*** Opening Provided data ***

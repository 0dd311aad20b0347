//! External record store collaborator.
//!
//! Persistence and row-level querying are delegated to a hosted PostgREST
//! style service; this module only defines the narrow call contract the
//! rest of the crate consumes and two implementations of it: the HTTP
//! client used in production and an in-memory store for tests and local
//! development.
//!
//! Cache policy is deliberate and explicit: there is no incremental cache.
//! Every mutation (upload, delete, bulk delete) is followed by a full
//! owner-scoped reload by the caller.

use std::sync::atomic::{AtomicI64, Ordering};
use std::sync::Mutex;

use async_trait::async_trait;
use reqwest::header::{HeaderMap, HeaderValue};

use crate::error::DashboardError;
use crate::record::SalesRecord;

/// Record-oriented query/insert/delete API, scoped by the ownership key on
/// every call. Injected as an explicit dependency, never a global handle.
#[async_trait]
pub trait SalesStore: Send + Sync {
    /// All records owned by `owner_id`, ordered by date descending.
    async fn select_by_owner(&self, owner_id: &str) -> Result<Vec<SalesRecord>, DashboardError>;

    /// Persists a batch in a single call. All-or-nothing: a rejection
    /// leaves nothing inserted.
    async fn insert_batch(&self, records: &[SalesRecord]) -> Result<(), DashboardError>;

    async fn delete_by_id(&self, owner_id: &str, id: i64) -> Result<(), DashboardError>;

    async fn delete_by_ids(&self, owner_id: &str, ids: &[i64]) -> Result<(), DashboardError>;
}

/// HTTP implementation over a Supabase/PostgREST REST endpoint.
pub struct SupabaseStore {
    http: reqwest::Client,
    rest_url: String,
    api_key: String,
}

const RECORDS_TABLE: &str = "datos_emprendimiento";

impl SupabaseStore {
    pub fn new(base_url: &str, api_key: &str) -> Self {
        Self {
            http: reqwest::Client::new(),
            rest_url: format!("{}/rest/v1/{}", base_url.trim_end_matches('/'), RECORDS_TABLE),
            api_key: api_key.to_string(),
        }
    }

    fn headers(&self) -> HeaderMap {
        let mut headers = HeaderMap::new();
        if let Ok(key) = HeaderValue::from_str(&self.api_key) {
            headers.insert("apikey", key);
        }
        if let Ok(bearer) = HeaderValue::from_str(&format!("Bearer {}", self.api_key)) {
            headers.insert(reqwest::header::AUTHORIZATION, bearer);
        }
        headers
    }

    async fn check(response: reqwest::Response) -> Result<reqwest::Response, DashboardError> {
        if response.status().is_success() {
            Ok(response)
        } else {
            let status = response.status();
            let body = response.text().await.unwrap_or_default();
            Err(DashboardError::Store(format!("{}: {}", status, body)))
        }
    }
}

#[async_trait]
impl SalesStore for SupabaseStore {
    async fn select_by_owner(&self, owner_id: &str) -> Result<Vec<SalesRecord>, DashboardError> {
        let response = self
            .http
            .get(&self.rest_url)
            .headers(self.headers())
            .query(&[
                ("select", "*"),
                ("usuario_id", &format!("eq.{owner_id}")),
                ("order", "fecha.desc"),
            ])
            .send()
            .await
            .map_err(|e| DashboardError::Store(e.to_string()))?;

        Self::check(response)
            .await?
            .json::<Vec<SalesRecord>>()
            .await
            .map_err(|e| DashboardError::Store(e.to_string()))
    }

    async fn insert_batch(&self, records: &[SalesRecord]) -> Result<(), DashboardError> {
        if records.is_empty() {
            return Ok(());
        }
        let response = self
            .http
            .post(&self.rest_url)
            .headers(self.headers())
            .header("Prefer", "return=minimal")
            .json(records)
            .send()
            .await
            .map_err(|e| DashboardError::Store(e.to_string()))?;
        Self::check(response).await.map(|_| ())
    }

    async fn delete_by_id(&self, owner_id: &str, id: i64) -> Result<(), DashboardError> {
        let response = self
            .http
            .delete(&self.rest_url)
            .headers(self.headers())
            .query(&[
                ("id", &format!("eq.{id}")),
                ("usuario_id", &format!("eq.{owner_id}")),
            ])
            .send()
            .await
            .map_err(|e| DashboardError::Store(e.to_string()))?;
        Self::check(response).await.map(|_| ())
    }

    async fn delete_by_ids(&self, owner_id: &str, ids: &[i64]) -> Result<(), DashboardError> {
        if ids.is_empty() {
            return Ok(());
        }
        let id_list = ids
            .iter()
            .map(|id| id.to_string())
            .collect::<Vec<_>>()
            .join(",");
        let response = self
            .http
            .delete(&self.rest_url)
            .headers(self.headers())
            .query(&[
                ("id", &format!("in.({id_list})")),
                ("usuario_id", &format!("eq.{owner_id}")),
            ])
            .send()
            .await
            .map_err(|e| DashboardError::Store(e.to_string()))?;
        Self::check(response).await.map(|_| ())
    }
}

/// In-memory store with the same contract, for tests and offline runs.
/// Assigns monotonically increasing ids on insert, like the real store.
#[derive(Default)]
pub struct MemoryStore {
    rows: Mutex<Vec<SalesRecord>>,
    next_id: AtomicI64,
}

impl MemoryStore {
    pub fn new() -> Self {
        Self {
            rows: Mutex::new(Vec::new()),
            next_id: AtomicI64::new(1),
        }
    }
}

#[async_trait]
impl SalesStore for MemoryStore {
    async fn select_by_owner(&self, owner_id: &str) -> Result<Vec<SalesRecord>, DashboardError> {
        let rows = self.rows.lock().expect("store lock");
        let mut owned: Vec<SalesRecord> = rows
            .iter()
            .filter(|r| r.owner_id == owner_id)
            .cloned()
            .collect();
        owned.sort_by(|a, b| b.date.cmp(&a.date));
        Ok(owned)
    }

    async fn insert_batch(&self, records: &[SalesRecord]) -> Result<(), DashboardError> {
        let mut rows = self.rows.lock().expect("store lock");
        for record in records {
            let mut stored = record.clone();
            stored.id = Some(self.next_id.fetch_add(1, Ordering::SeqCst));
            rows.push(stored);
        }
        Ok(())
    }

    async fn delete_by_id(&self, owner_id: &str, id: i64) -> Result<(), DashboardError> {
        let mut rows = self.rows.lock().expect("store lock");
        rows.retain(|r| !(r.owner_id == owner_id && r.id == Some(id)));
        Ok(())
    }

    async fn delete_by_ids(&self, owner_id: &str, ids: &[i64]) -> Result<(), DashboardError> {
        let mut rows = self.rows.lock().expect("store lock");
        rows.retain(|r| {
            !(r.owner_id == owner_id && r.id.map(|id| ids.contains(&id)).unwrap_or(false))
        });
        Ok(())
    }
}

#[cfg(test)]
mod tests {
    use super::*;

    fn record(owner: &str, date: &str, quantity: f64) -> SalesRecord {
        SalesRecord {
            id: None,
            salesperson: "Ana".into(),
            city: "La Ceiba".into(),
            business: "Tienda".into(),
            presentation: "500g".into(),
            quantity,
            date: date.into(),
            owner_id: owner.into(),
            source_file: "ventas.xlsx".into(),
        }
    }

    #[tokio::test]
    async fn memory_store_scopes_by_owner_and_orders_by_date_desc() {
        let store = MemoryStore::new();
        store
            .insert_batch(&[
                record("a", "2024-01-10", 1.0),
                record("a", "2024-03-01", 2.0),
                record("b", "2024-02-01", 3.0),
            ])
            .await
            .unwrap();

        let owned = store.select_by_owner("a").await.unwrap();
        assert_eq!(owned.len(), 2);
        assert_eq!(owned[0].date, "2024-03-01");
        assert!(owned.iter().all(|r| r.id.is_some()));
    }

    #[tokio::test]
    async fn deletes_are_owner_scoped() {
        let store = MemoryStore::new();
        store
            .insert_batch(&[record("a", "2024-01-10", 1.0), record("b", "2024-01-10", 2.0)])
            .await
            .unwrap();

        let other_id = store.select_by_owner("b").await.unwrap()[0].id.unwrap();
        // Wrong owner: nothing happens.
        store.delete_by_id("a", other_id).await.unwrap();
        assert_eq!(store.select_by_owner("b").await.unwrap().len(), 1);

        store.delete_by_ids("b", &[other_id]).await.unwrap();
        assert!(store.select_by_owner("b").await.unwrap().is_empty());
    }
}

*** Closing Provided data ***

(Exercise instructions) Work out the number of lines in the entries above that hold the word "bearer", giving the number without comment.

(Result for this exercise) 2